Task inputs:
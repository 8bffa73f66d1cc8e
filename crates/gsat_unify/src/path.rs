//! Path index over argument positions.
//!
//! Each stored atom is filed under one key per path from the predicate to a
//! leaf symbol: the predicate itself, the top-level symbol at every argument
//! position, and the symbol at every argument of a function term. Variables
//! are recorded as a wildcard symbol. A query keeps, per position, the rules
//! whose symbol there matches the query's or is a wildcard.
//!
//! Results over-approximate: two positions may be satisfied by different
//! atoms of the same rule.

use std::collections::BTreeSet;

use gsat_foundation::{Atom, Constant, FunctionSymbol, FunctionTerm, Predicate, Term};
use gsat_rules::RuleId;

use crate::index::{Postings, UnificationIndex};

/// Symbol seen at the end of a path.
#[derive(Clone, Debug, PartialEq, Eq, Hash)]
enum PathSymbol {
    Variable,
    Constant(Constant),
    Function(FunctionSymbol),
}

impl PathSymbol {
    fn of(term: &Term) -> Self {
        match term {
            Term::Variable(_) => Self::Variable,
            Term::Constant(c) => Self::Constant(c.clone()),
            Term::Function(f) => Self::Function(f.symbol().clone()),
        }
    }
}

#[derive(Clone, Debug, PartialEq, Eq, Hash)]
enum PathKey {
    Root(Predicate),
    Argument {
        predicate: Predicate,
        position: usize,
        symbol: PathSymbol,
    },
    Inner {
        predicate: Predicate,
        position: usize,
        function: FunctionSymbol,
        argument: usize,
        symbol: PathSymbol,
    },
}

/// Unification index keyed on symbol paths.
#[derive(Clone, Debug, Default)]
pub struct PathIndex {
    postings: Postings<PathKey>,
}

impl PathIndex {
    /// Creates an empty index.
    #[must_use]
    pub fn new() -> Self {
        Self::default()
    }

    /// Returns true if nothing is indexed.
    #[must_use]
    pub fn is_empty(&self) -> bool {
        self.postings.is_empty()
    }

    fn keys(atom: &Atom) -> Vec<PathKey> {
        let predicate = atom.predicate();
        let mut keys = vec![PathKey::Root(predicate.clone())];
        for (position, term) in atom.terms().iter().enumerate() {
            keys.push(PathKey::Argument {
                predicate: predicate.clone(),
                position,
                symbol: PathSymbol::of(term),
            });
            if let Term::Function(f) = term {
                for (argument, inner) in f.args().iter().enumerate() {
                    keys.push(PathKey::Inner {
                        predicate: predicate.clone(),
                        position,
                        function: f.symbol().clone(),
                        argument,
                        symbol: PathSymbol::of(inner),
                    });
                }
            }
        }
        keys
    }

    /// Rules whose argument at `position` may unify with `term`, or `None`
    /// if the position does not constrain the result.
    fn position_candidates(
        &self,
        predicate: &Predicate,
        position: usize,
        term: &Term,
    ) -> Option<BTreeSet<RuleId>> {
        let argument = |symbol| PathKey::Argument {
            predicate: predicate.clone(),
            position,
            symbol,
        };
        let mut ids = match term {
            Term::Variable(_) => return None,
            Term::Constant(_) => self.postings.ids(&argument(PathSymbol::of(term))),
            Term::Function(f) => self.function_candidates(predicate, position, f),
        };
        ids.extend(self.postings.ids(&argument(PathSymbol::Variable)));
        Some(ids)
    }

    fn function_candidates(
        &self,
        predicate: &Predicate,
        position: usize,
        f: &FunctionTerm,
    ) -> BTreeSet<RuleId> {
        let mut ids = self.postings.ids(&PathKey::Argument {
            predicate: predicate.clone(),
            position,
            symbol: PathSymbol::Function(f.symbol().clone()),
        });
        for (argument, inner) in f.args().iter().enumerate() {
            if ids.is_empty() {
                break;
            }
            if inner.is_variable() {
                continue;
            }
            let inner_key = |symbol| PathKey::Inner {
                predicate: predicate.clone(),
                position,
                function: f.symbol().clone(),
                argument,
                symbol,
            };
            let mut matching = self.postings.ids(&inner_key(PathSymbol::of(inner)));
            matching.extend(self.postings.ids(&inner_key(PathSymbol::Variable)));
            ids.retain(|id| matching.contains(id));
        }
        ids
    }
}

impl UnificationIndex for PathIndex {
    fn insert(&mut self, id: RuleId, atom: &Atom) {
        for key in Self::keys(atom) {
            self.postings.add(key, id);
        }
    }

    fn remove(&mut self, id: RuleId, atom: &Atom) {
        for key in Self::keys(atom) {
            self.postings.remove(&key, id);
        }
    }

    fn candidates(&self, atom: &Atom) -> Vec<RuleId> {
        let predicate = atom.predicate();
        let mut ids = self.postings.ids(&PathKey::Root(predicate.clone()));
        for (position, term) in atom.terms().iter().enumerate() {
            if ids.is_empty() {
                break;
            }
            if let Some(matching) = self.position_candidates(predicate, position, term) {
                ids.retain(|id| matching.contains(id));
            }
        }
        ids.into_iter().collect()
    }

    fn clear(&mut self) {
        self.postings.clear();
    }
}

Exercise brief: Please set down the whole listing above without altering a single line.

Response box:
repository 8bffa73f66d1cc8e
filename crates/gsat_unify/src/path.rs
//! Path index over argument positions.
//!
//! Each stored atom is filed under one key per path from the predicate to a
//! leaf symbol: the predicate itself, the top-level symbol at every argument
//! position, and the symbol at every argument of a function term. Variables
//! are recorded as a wildcard symbol. A query keeps, per position, the rules
//! whose symbol there matches the query's or is a wildcard.
//!
//! Results over-approximate: two positions may be satisfied by different
//! atoms of the same rule.

use std::collections::BTreeSet;

use gsat_foundation::{Atom, Constant, FunctionSymbol, FunctionTerm, Predicate, Term};
use gsat_rules::RuleId;

use crate::index::{Postings, UnificationIndex};

/// Symbol seen at the end of a path.
#[derive(Clone, Debug, PartialEq, Eq, Hash)]
enum PathSymbol {
    Variable,
    Constant(Constant),
    Function(FunctionSymbol),
}

impl PathSymbol {
    fn of(term: &Term) -> Self {
        match term {
            Term::Variable(_) => Self::Variable,
            Term::Constant(c) => Self::Constant(c.clone()),
            Term::Function(f) => Self::Function(f.symbol().clone()),
        }
    }
}

#[derive(Clone, Debug, PartialEq, Eq, Hash)]
enum PathKey {
    Root(Predicate),
    Argument {
        predicate: Predicate,
        position: usize,
        symbol: PathSymbol,
    },
    Inner {
        predicate: Predicate,
        position: usize,
        function: FunctionSymbol,
        argument: usize,
        symbol: PathSymbol,
    },
}

/// Unification index keyed on symbol paths.
#[derive(Clone, Debug, Default)]
pub struct PathIndex {
    postings: Postings<PathKey>,
}

impl PathIndex {
    /// Creates an empty index.
    #[must_use]
    pub fn new() -> Self {
        Self::default()
    }

    /// Returns true if nothing is indexed.
    #[must_use]
    pub fn is_empty(&self) -> bool {
        self.postings.is_empty()
    }

    fn keys(atom: &Atom) -> Vec<PathKey> {
        let predicate = atom.predicate();
        let mut keys = vec![PathKey::Root(predicate.clone())];
        for (position, term) in atom.terms().iter().enumerate() {
            keys.push(PathKey::Argument {
                predicate: predicate.clone(),
                position,
                symbol: PathSymbol::of(term),
            });
            if let Term::Function(f) = term {
                for (argument, inner) in f.args().iter().enumerate() {
                    keys.push(PathKey::Inner {
                        predicate: predicate.clone(),
                        position,
                        function: f.symbol().clone(),
                        argument,
                        symbol: PathSymbol::of(inner),
                    });
                }
            }
        }
        keys
    }

    /// Rules whose argument at `position` may unify with `term`, or `None`
    /// if the position does not constrain the result.
    fn position_candidates(
        &self,
        predicate: &Predicate,
        position: usize,
        term: &Term,
    ) -> Option<BTreeSet<RuleId>> {
        let argument = |symbol| PathKey::Argument {
            predicate: predicate.clone(),
            position,
            symbol,
        };
        let mut ids = match term {
            Term::Variable(_) => return None,
            Term::Constant(_) => self.postings.ids(&argument(PathSymbol::of(term))),
            Term::Function(f) => self.function_candidates(predicate, position, f),
        };
        ids.extend(self.postings.ids(&argument(PathSymbol::Variable)));
        Some(ids)
    }

    fn function_candidates(
        &self,
        predicate: &Predicate,
        position: usize,
        f: &FunctionTerm,
    ) -> BTreeSet<RuleId> {
        let mut ids = self.postings.ids(&PathKey::Argument {
            predicate: predicate.clone(),
            position,
            symbol: PathSymbol::Function(f.symbol().clone()),
        });
        for (argument, inner) in f.args().iter().enumerate() {
            if ids.is_empty() {
                break;
            }
            if inner.is_variable() {
                continue;
            }
            let inner_key = |symbol| PathKey::Inner {
                predicate: predicate.clone(),
                position,
                function: f.symbol().clone(),
                argument,
                symbol,
            };
            let mut matching = self.postings.ids(&inner_key(PathSymbol::of(inner)));
            matching.extend(self.postings.ids(&inner_key(PathSymbol::Variable)));
            ids.retain(|id| matching.contains(id));
        }
        ids
    }
}

impl UnificationIndex for PathIndex {
    fn insert(&mut self, id: RuleId, atom: &Atom) {
        for key in Self::keys(atom) {
            self.postings.add(key, id);
        }
    }

    fn remove(&mut self, id: RuleId, atom: &Atom) {
        for key in Self::keys(atom) {
            self.postings.remove(&key, id);
        }
    }

    fn candidates(&self, atom: &Atom) -> Vec<RuleId> {
        let predicate = atom.predicate();
        let mut ids = self.postings.ids(&PathKey::Root(predicate.clone()));
        for (position, term) in atom.terms().iter().enumerate() {
            if ids.is_empty() {
                break;
            }
            if let Some(matching) = self.position_candidates(predicate, position, term) {
                ids.retain(|id| matching.contains(id));
            }
        }
        ids.into_iter().collect()
    }

    fn clear(&mut self) {
        self.postings.clear();
    }
}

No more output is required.